Massively parallel sequencing-based methods to study DNA methylation in high coverage or whole-genome resolution.
In terms of methods, as one of the biggest breakthroughs in methylation analysis was the development of bisulphite-treatment, the next breakthrough will be the acquisition of information of chemically modified nucleotide bases (not only 5-methylcytosine, but also the recently rediscovered 5-hydroxymethylcytosine) at the same time as collecting sequence information.

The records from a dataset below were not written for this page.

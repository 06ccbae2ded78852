//! Dynamic value definitions
//!
//! A [`Value`] is any key the universal comparator can order:
//! - Scalars: null, booleans, integers, floats (NaN included), complex numbers
//! - Text and byte strings
//! - Containers: sequences, tuples, mappings, sets, frozen sets
//! - Numeric arrays of integer, float or complex elements
//! - Opaque values known only by their type name

use std::fmt;

use bytes::{Bytes, BytesMut};

use crate::{Comparator, OrderError, OrderResult};

/// Complex number with `f64` parts
#[derive(Clone, Copy, Debug, PartialEq, Default)]
pub struct Complex {
    pub re: f64,
    pub im: f64,
}

impl Complex {
    #[inline]
    pub const fn new(re: f64, im: f64) -> Self {
        Complex { re, im }
    }
}

impl From<f64> for Complex {
    fn from(re: f64) -> Self {
        Complex::new(re, 0.0)
    }
}

impl fmt::Display for Complex {
    fn fmt(&self, f: &mut fmt::Formatter<'_>) -> fmt::Result {
        write!(f, "({}{:+}j)", self.re, self.im)
    }
}

/// Element kind of a numeric array
#[derive(Clone, Copy, Debug, PartialEq, Eq, Hash)]
pub enum ElementKind {
    Int,
    Float,
    Complex,
}

/// Flat, row-major element storage of a numeric array
#[derive(Clone, Debug)]
pub enum ArrayData {
    Int(Vec<i64>),
    Float(Vec<f64>),
    Complex(Vec<Complex>),
}

impl ArrayData {
    pub fn len(&self) -> usize {
        match self {
            ArrayData::Int(d) => d.len(),
            ArrayData::Float(d) => d.len(),
            ArrayData::Complex(d) => d.len(),
        }
    }

    pub fn is_empty(&self) -> bool {
        self.len() == 0
    }

    pub fn element_kind(&self) -> ElementKind {
        match self {
            ArrayData::Int(_) => ElementKind::Int,
            ArrayData::Float(_) => ElementKind::Float,
            ArrayData::Complex(_) => ElementKind::Complex,
        }
    }
}

/// Multi-dimensional numeric array
///
/// Only what ordering needs: a shape and the elements in row-major order.
#[derive(Clone, Debug)]
pub struct NdArray {
    shape: Vec<usize>,
    data: ArrayData,
}

impl NdArray {
    /// Create an array, checking that the shape covers exactly the elements
    pub fn new(shape: Vec<usize>, data: ArrayData) -> OrderResult<Self> {
        let expected = shape.iter().try_fold(1usize, |acc, &d| acc.checked_mul(d));
        if expected != Some(data.len()) {
            return Err(OrderError::ShapeMismatch {
                shape,
                len: data.len(),
            });
        }
        Ok(NdArray { shape, data })
    }

    /// One-dimensional array
    pub fn vector(data: ArrayData) -> Self {
        NdArray {
            shape: vec![data.len()],
            data,
        }
    }

    /// Boolean arrays are stored as integer arrays of 0 and 1
    pub fn from_bools(shape: Vec<usize>, data: &[bool]) -> OrderResult<Self> {
        NdArray::new(
            shape,
            ArrayData::Int(data.iter().map(|&b| i64::from(b)).collect()),
        )
    }

    #[inline]
    pub fn shape(&self) -> &[usize] {
        &self.shape
    }

    #[inline]
    pub fn data(&self) -> &ArrayData {
        &self.data
    }

    #[inline]
    pub fn element_kind(&self) -> ElementKind {
        self.data.element_kind()
    }

    pub fn len(&self) -> usize {
        self.data.len()
    }

    pub fn is_empty(&self) -> bool {
        self.data.is_empty()
    }
}

/// Value of a type outside the built-in kinds
///
/// Identified by its fully-qualified type name. Two opaque values of the same
/// name only compare when a rule for that name is registered with the
/// [`Comparator`]; the rule sees the payloads.
#[derive(Clone, Debug, PartialEq, Eq, Hash)]
pub struct Opaque {
    type_name: String,
    payload: Bytes,
}

impl Opaque {
    pub fn new(type_name: impl Into<String>, payload: impl Into<Bytes>) -> Self {
        Opaque {
            type_name: type_name.into(),
            payload: payload.into(),
        }
    }

    /// Opaque value with an empty payload
    pub fn named(type_name: impl Into<String>) -> Self {
        Opaque::new(type_name, Bytes::new())
    }

    #[inline]
    pub fn type_name(&self) -> &str {
        &self.type_name
    }

    #[inline]
    pub fn payload(&self) -> &[u8] {
        &self.payload
    }
}

/// Concrete kind of a value, the tag the comparator dispatches on
#[derive(Clone, Copy, Debug, PartialEq, Eq, Hash)]
pub enum Kind {
    Null,
    Bool,
    Int,
    Float,
    Complex,
    Text,
    Bytes,
    ByteArray,
    Sequence,
    Tuple,
    Mapping,
    Set,
    FrozenSet,
    IntArray,
    FloatArray,
    ComplexArray,
    Opaque,
}

impl Kind {
    /// Stable type name of a built-in kind
    ///
    /// `Null` owns the reserved empty name. `Opaque` values carry their own
    /// name, see [`Value::type_name`].
    pub const fn name(self) -> &'static str {
        match self {
            Kind::Null => "",
            Kind::Bool => "value::bool",
            Kind::Int => "value::int",
            Kind::Float => "value::float",
            Kind::Complex => "value::complex",
            Kind::Text => "value::text",
            Kind::Bytes => "value::bytes",
            Kind::ByteArray => "value::bytearray",
            Kind::Sequence => "value::sequence",
            Kind::Tuple => "value::tuple",
            Kind::Mapping => "value::mapping",
            Kind::Set => "value::set",
            Kind::FrozenSet => "value::frozenset",
            Kind::IntArray => "value::ndarray<int>",
            Kind::FloatArray => "value::ndarray<float>",
            Kind::ComplexArray => "value::ndarray<complex>",
            Kind::Opaque => "value::opaque",
        }
    }
}

/// Dynamically typed key
#[derive(Clone, Debug)]
pub enum Value {
    Null,
    Bool(bool),
    Int(i64),
    /// May be NaN; NaN is the least float and equal to itself
    Float(f64),
    Complex(Complex),
    Text(String),
    /// Immutable byte string
    Bytes(Bytes),
    /// Mutable byte string
    ByteArray(BytesMut),
    /// Variable-length ordered sequence
    Sequence(Vec<Value>),
    /// Fixed-length ordered sequence
    Tuple(Vec<Value>),
    /// Key/value pairs with unique keys; pair order is irrelevant
    Mapping(Vec<(Value, Value)>),
    /// Unique elements; element order is irrelevant
    Set(Vec<Value>),
    /// Immutable set
    FrozenSet(Vec<Value>),
    Array(NdArray),
    Opaque(Opaque),
}

impl Value {
    pub fn kind(&self) -> Kind {
        match self {
            Value::Null => Kind::Null,
            Value::Bool(_) => Kind::Bool,
            Value::Int(_) => Kind::Int,
            Value::Float(_) => Kind::Float,
            Value::Complex(_) => Kind::Complex,
            Value::Text(_) => Kind::Text,
            Value::Bytes(_) => Kind::Bytes,
            Value::ByteArray(_) => Kind::ByteArray,
            Value::Sequence(_) => Kind::Sequence,
            Value::Tuple(_) => Kind::Tuple,
            Value::Mapping(_) => Kind::Mapping,
            Value::Set(_) => Kind::Set,
            Value::FrozenSet(_) => Kind::FrozenSet,
            Value::Array(a) => match a.element_kind() {
                ElementKind::Int => Kind::IntArray,
                ElementKind::Float => Kind::FloatArray,
                ElementKind::Complex => Kind::ComplexArray,
            },
            Value::Opaque(_) => Kind::Opaque,
        }
    }

    /// Fully-qualified type name
    pub fn type_name(&self) -> &str {
        match self {
            Value::Opaque(o) => o.type_name(),
            other => other.kind().name(),
        }
    }

    #[inline]
    pub fn is_null(&self) -> bool {
        matches!(self, Value::Null)
    }

    pub fn complex(re: f64, im: f64) -> Self {
        Value::Complex(Complex::new(re, im))
    }

    pub fn text(s: impl Into<String>) -> Self {
        Value::Text(s.into())
    }

    pub fn bytes(b: impl Into<Bytes>) -> Self {
        Value::Bytes(b.into())
    }

    pub fn byte_array(b: &[u8]) -> Self {
        Value::ByteArray(BytesMut::from(b))
    }

    pub fn sequence<I, T>(items: I) -> Self
    where
        I: IntoIterator<Item = T>,
        T: Into<Value>,
    {
        Value::Sequence(items.into_iter().map(Into::into).collect())
    }

    pub fn tuple<I, T>(items: I) -> Self
    where
        I: IntoIterator<Item = T>,
        T: Into<Value>,
    {
        Value::Tuple(items.into_iter().map(Into::into).collect())
    }

    /// Build a set, dropping elements equal under the exact order
    pub fn set<I, T>(items: I) -> OrderResult<Self>
    where
        I: IntoIterator<Item = T>,
        T: Into<Value>,
    {
        Ok(Value::Set(unique_sorted(items)?))
    }

    /// Build a frozen set, dropping elements equal under the exact order
    pub fn frozen_set<I, T>(items: I) -> OrderResult<Self>
    where
        I: IntoIterator<Item = T>,
        T: Into<Value>,
    {
        Ok(Value::FrozenSet(unique_sorted(items)?))
    }

    /// Build a mapping; for repeated keys the last value wins
    pub fn mapping<I, K, V>(pairs: I) -> OrderResult<Self>
    where
        I: IntoIterator<Item = (K, V)>,
        K: Into<Value>,
        V: Into<Value>,
    {
        let comparator = Comparator::new();
        let pairs: Vec<(Value, Value)> = pairs
            .into_iter()
            .map(|(k, v)| (k.into(), v.into()))
            .collect();

        let sorted = comparator.sort_entries(&pairs)?;
        let mut unique: Vec<(Value, Value)> = Vec::with_capacity(sorted.len());
        for (key, value) in sorted {
            match unique.last_mut() {
                // stable sort keeps insertion order within equal keys
                Some(last) if comparator.equal(&last.0, key)? => last.1 = value.clone(),
                _ => unique.push((key.clone(), value.clone())),
            }
        }
        Ok(Value::Mapping(unique))
    }
}

fn unique_sorted<I, T>(items: I) -> OrderResult<Vec<Value>>
where
    I: IntoIterator<Item = T>,
    T: Into<Value>,
{
    let comparator = Comparator::new();
    let items: Vec<Value> = items.into_iter().map(Into::into).collect();

    let sorted = comparator.sort(&items)?;
    let mut unique: Vec<Value> = Vec::with_capacity(sorted.len());
    for item in sorted {
        match unique.last() {
            Some(last) if comparator.equal(last, item)? => {}
            _ => unique.push(item.clone()),
        }
    }
    Ok(unique)
}

impl From<bool> for Value {
    fn from(b: bool) -> Self {
        Value::Bool(b)
    }
}

impl From<i64> for Value {
    fn from(i: i64) -> Self {
        Value::Int(i)
    }
}

impl From<i32> for Value {
    fn from(i: i32) -> Self {
        Value::Int(i64::from(i))
    }
}

impl From<f64> for Value {
    fn from(f: f64) -> Self {
        Value::Float(f)
    }
}

impl From<Complex> for Value {
    fn from(c: Complex) -> Self {
        Value::Complex(c)
    }
}

impl From<&str> for Value {
    fn from(s: &str) -> Self {
        Value::Text(s.to_owned())
    }
}

impl From<String> for Value {
    fn from(s: String) -> Self {
        Value::Text(s)
    }
}

impl From<Bytes> for Value {
    fn from(b: Bytes) -> Self {
        Value::Bytes(b)
    }
}

impl From<BytesMut> for Value {
    fn from(b: BytesMut) -> Self {
        Value::ByteArray(b)
    }
}

impl From<Vec<Value>> for Value {
    fn from(items: Vec<Value>) -> Self {
        Value::Sequence(items)
    }
}

impl From<NdArray> for Value {
    fn from(a: NdArray) -> Self {
        Value::Array(a)
    }
}

impl From<Opaque> for Value {
    fn from(o: Opaque) -> Self {
        Value::Opaque(o)
    }
}

impl<T: Into<Value>> From<Option<T>> for Value {
    fn from(v: Option<T>) -> Self {
        v.map_or(Value::Null, Into::into)
    }
}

New sequencing technology yet in development follows the dynamic of dinucleotide incorporation in real-time and records the brief stalling of DNA polymerase when it encounters modified DNA bases [17
]. Competing technology using nanopores is also in development [43
]. Both methods have only been validated for short synthetic pieces of DNA and need more optimization before routine use for DNA methylation analysis.